Find MCP config duplication

rg "MCP.*configuration" docs/ -l | wc -l rg "pip install tooluniverse" docs/ -l | wc -l


**Action**: Consolidate or clearly differentiate

rg "MCP.*configuration" docs/ -l | wc -l rg "pip install tooluniverse" docs/ -l | wc -l


**处理措施**：合并内容或明确区分差异

B3. Tool Count Consistency

B3. 工具数量一致性检查

Standard: Use "1000+ tools" consistently.

Detection:

bash

undefined

标准：统一使用「1000+ tools」表述。

检测方法:

bash

undefined

Find all tool count mentions

rg "[0-9]++?\s+(tools|resources|integrations)" docs/ --no-filename | sort -u


**Check**:
- [ ] Are different numbers used (600, 750, 1195)?
- [ ] Is "1000+ tools" used consistently?
- [ ] Exact counts avoided in favor of "1000+"?

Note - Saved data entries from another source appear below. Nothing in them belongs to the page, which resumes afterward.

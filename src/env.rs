use std::path::Path;
use std::str::FromStr;
use std::time::Duration;

use thiserror::Error;
use tracing::{info, warn};

const DEFAULT_SESSION_TTL_HOURS: i64 = 1;
pub const MAX_SESSION_TTL_HOURS: i64 = 24 * 365;
const DEFAULT_SESSION_CLEANUP_INTERVAL_SECS: u64 = 3600;

#[derive(Debug, Error)]
pub enum ConfigError {
    #[error("Environment variable {0} is not set")]
    Missing(&'static str),

    #[error("Environment variable {key} has invalid value '{value}'")]
    Invalid { key: &'static str, value: String },

    #[error("Failed to load environment file: {0}")]
    Dotenv(#[from] dotenvy::Error),
}

/// Env files found (or not) by `load_environment`, logged once tracing is up.
#[derive(Debug, Default)]
pub struct LoadedEnvironment {
    pub loaded: Vec<&'static str>,
    pub missing: Vec<&'static str>,
}

impl LoadedEnvironment {
    pub fn log(&self) {
        for path in &self.loaded {
            info!("Loaded environment from: {}", path);
        }
        for path in &self.missing {
            warn!("Warning: Environment file {} not found, skipping", path);
        }
    }
}

pub fn load_environment() -> Result<LoadedEnvironment, ConfigError> {
    let is_production =
        dotenvy::var("ROCKET_PROFILE").unwrap_or("development".to_string()) == "production";

    let env_files = if is_production {
        vec!["config/common.env", "config/prod.env", ".secrets.env"]
    } else {
        vec!["config/common.env", "config/dev.env", ".secrets.env"]
    };

    let mut environment = LoadedEnvironment::default();
    for env_file in env_files {
        if load_env_file(env_file)? {
            environment.loaded.push(env_file);
        } else {
            environment.missing.push(env_file);
        }
    }

    Ok(environment)
}

pub(crate) fn load_env_file(path: &str) -> Result<bool, ConfigError> {
    if !Path::new(path).exists() {
        return Ok(false);
    }

    dotenvy::from_filename_override(path)?;
    Ok(true)
}

/// Service settings that live outside Rocket's own figment config.
#[derive(Debug, Clone)]
pub struct AppConfig {
    pub database_url: String,
    pub allow_destructive_migrations: bool,
    pub session_ttl: chrono::Duration,
    pub session_cleanup_interval: Duration,
}

impl Default for AppConfig {
    fn default() -> Self {
        Self {
            database_url: "sqlite::memory:".to_string(),
            allow_destructive_migrations: false,
            session_ttl: chrono::Duration::hours(DEFAULT_SESSION_TTL_HOURS),
            session_cleanup_interval: Duration::from_secs(DEFAULT_SESSION_CLEANUP_INTERVAL_SECS),
        }
    }
}

impl AppConfig {
    pub fn from_env() -> Result<Self, ConfigError> {
        let database_url = match std::env::var("DATABASE_URL") {
            Ok(url) if !url.trim().is_empty() => url,
            _ => return Err(ConfigError::Missing("DATABASE_URL")),
        };

        let allow_destructive_migrations =
            parse_var("ALLOW_DESTRUCTIVE_MIGRATIONS")?.unwrap_or(false);

        let ttl_hours: i64 =
            parse_var("SESSION_TTL_HOURS")?.unwrap_or(DEFAULT_SESSION_TTL_HOURS);
        if !(1..=MAX_SESSION_TTL_HOURS).contains(&ttl_hours) {
            return Err(ConfigError::Invalid {
                key: "SESSION_TTL_HOURS",
                value: ttl_hours.to_string(),
            });
        }

        let cleanup_secs: u64 = parse_var("SESSION_CLEANUP_INTERVAL_SECS")?
            .unwrap_or(DEFAULT_SESSION_CLEANUP_INTERVAL_SECS);
        if cleanup_secs == 0 {
            return Err(ConfigError::Invalid {
                key: "SESSION_CLEANUP_INTERVAL_SECS",
                value: cleanup_secs.to_string(),
            });
        }

        Ok(Self {
            database_url,
            allow_destructive_migrations,
            session_ttl: chrono::Duration::hours(ttl_hours),
            session_cleanup_interval: Duration::from_secs(cleanup_secs),
        })
    }
}

fn parse_var<T: FromStr>(key: &'static str) -> Result<Option<T>, ConfigError> {
    match std::env::var(key) {
        Ok(value) if value.trim().is_empty() => Ok(None),
        Ok(value) => value
            .trim()
            .parse::<T>()
            .map(Some)
            .map_err(|_| ConfigError::Invalid { key, value }),
        Err(_) => Ok(None),
    }
}
use opentelemetry_semantic_conventions::{attribute::OTEL_STATUS_CODE, trace::ERROR_TYPE};
use rocket::http::Status;
use sqlx::error::ErrorKind;
use thiserror::Error;
use tracing::{Span, error, warn};

use crate::database::MigrationError;

#[derive(Error, Debug)]
pub enum AppError {
    #[error("Database error: {0}")]
    Database(sqlx::Error),

    #[error("Authentication error: {0}")]
    Authentication(String),

    #[error("Authorization error: {0}")]
    Authorization(String),

    #[error("Not found: {0}")]
    NotFound(String),

    #[error("Validation error: {0}")]
    Validation(String),

    #[error("Conflict: {0}")]
    Conflict(String),

    #[error("Internal error: {0}")]
    Internal(String),
}

impl AppError {
    pub fn log_and_record(&self, ctx: &str) {
        let current_span = Span::current();
        let is_valid_span = !current_span.is_none();

        let message = self.to_string();
        let error_kind = match self {
            AppError::Database(err) => {
                error!(error = %message, context = %ctx, db_error = %err, "Database error");
                "database_error"
            }
            AppError::Authentication(msg) => {
                warn!(message = %msg, context = %ctx, "Authentication error");
                "authentication_error"
            }
            AppError::Authorization(msg) => {
                warn!(message = %msg, context = %ctx, "Authorization error");
                "authorization_error"
            }
            AppError::NotFound(msg) => {
                warn!(message = %msg, context = %ctx, "Not found error");
                "not_found_error"
            }
            AppError::Validation(msg) => {
                warn!(message = %msg, context = %ctx, "Validation error");
                "validation_error"
            }
            AppError::Conflict(msg) => {
                warn!(message = %msg, context = %ctx, "Conflict error");
                "conflict_error"
            }
            AppError::Internal(msg) => {
                error!(message = %msg, context = %ctx, "Internal server error");
                "internal_error"
            }
        };

        if is_valid_span {
            current_span.record("error", tracing::field::display(true));
            current_span.record(ERROR_TYPE, tracing::field::display(error_kind));
            current_span.record("error.message", tracing::field::display(&message));

            if matches!(self, AppError::Database(_) | AppError::Internal(_)) {
                current_span.record(OTEL_STATUS_CODE, tracing::field::display("ERROR"));
            }
        }
    }

    pub fn status_code(&self) -> Status {
        match self {
            AppError::Database(_) => Status::InternalServerError,
            AppError::Authentication(_) => Status::Unauthorized,
            AppError::Authorization(_) => Status::Forbidden,
            AppError::NotFound(_) => Status::NotFound,
            AppError::Validation(_) => Status::BadRequest,
            AppError::Conflict(_) => Status::Conflict,
            AppError::Internal(_) => Status::InternalServerError,
        }
    }

    pub fn to_status_with_log(&self, context: &str) -> Status {
        self.log_and_record(context);
        self.status_code()
    }
}

// SQLite constraint failures map to client errors.
impl From<sqlx::Error> for AppError {
    fn from(error: sqlx::Error) -> Self {
        if let sqlx::Error::Database(db_err) = &error {
            let message = db_err.message().to_string();
            match db_err.kind() {
                ErrorKind::UniqueViolation => return AppError::Conflict(message),
                ErrorKind::ForeignKeyViolation
                | ErrorKind::CheckViolation
                | ErrorKind::NotNullViolation => return AppError::Validation(message),
                _ => {}
            }
        }

        AppError::Database(error)
    }
}

impl<'r> rocket::response::Responder<'r, 'static> for AppError {
    fn respond_to(self, req: &'r rocket::Request<'_>) -> rocket::response::Result<'static> {
        self.to_status_with_log(&format!("Request to {} {}", req.method(), req.uri()))
            .respond_to(req)
    }
}

impl From<bcrypt::BcryptError> for AppError {
    fn from(error: bcrypt::BcryptError) -> Self {
        AppError::Internal(format!("Cryptography error: {}", error))
    }
}

impl From<serde_json::Error> for AppError {
    fn from(error: serde_json::Error) -> Self {
        AppError::Internal(format!("Serialization error: {}", error))
    }
}

impl From<MigrationError> for AppError {
    fn from(error: MigrationError) -> Self {
        AppError::Internal(error.to_string())
    }
}

impl From<AppError> for Status {
    fn from(err: AppError) -> Self {
        err.to_status_with_log("Error conversion into Status")
    }
}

rg "[0-9]++?\s+(tools|resources|integrations)" docs/ --no-filename | sort -u


**检查项**:
- [ ] 是否使用了不同数字（600、750、1195）？
- [ ] 是否统一使用「1000+ tools」？
- [ ] 是否避免使用精确数字，改用「1000+」？

B4. Auto-Generated File Headers

B4. 自动生成文件头检查

Auto-generated directories:

docs/tools/*_tools.rst

(from

generate_config_index.py

)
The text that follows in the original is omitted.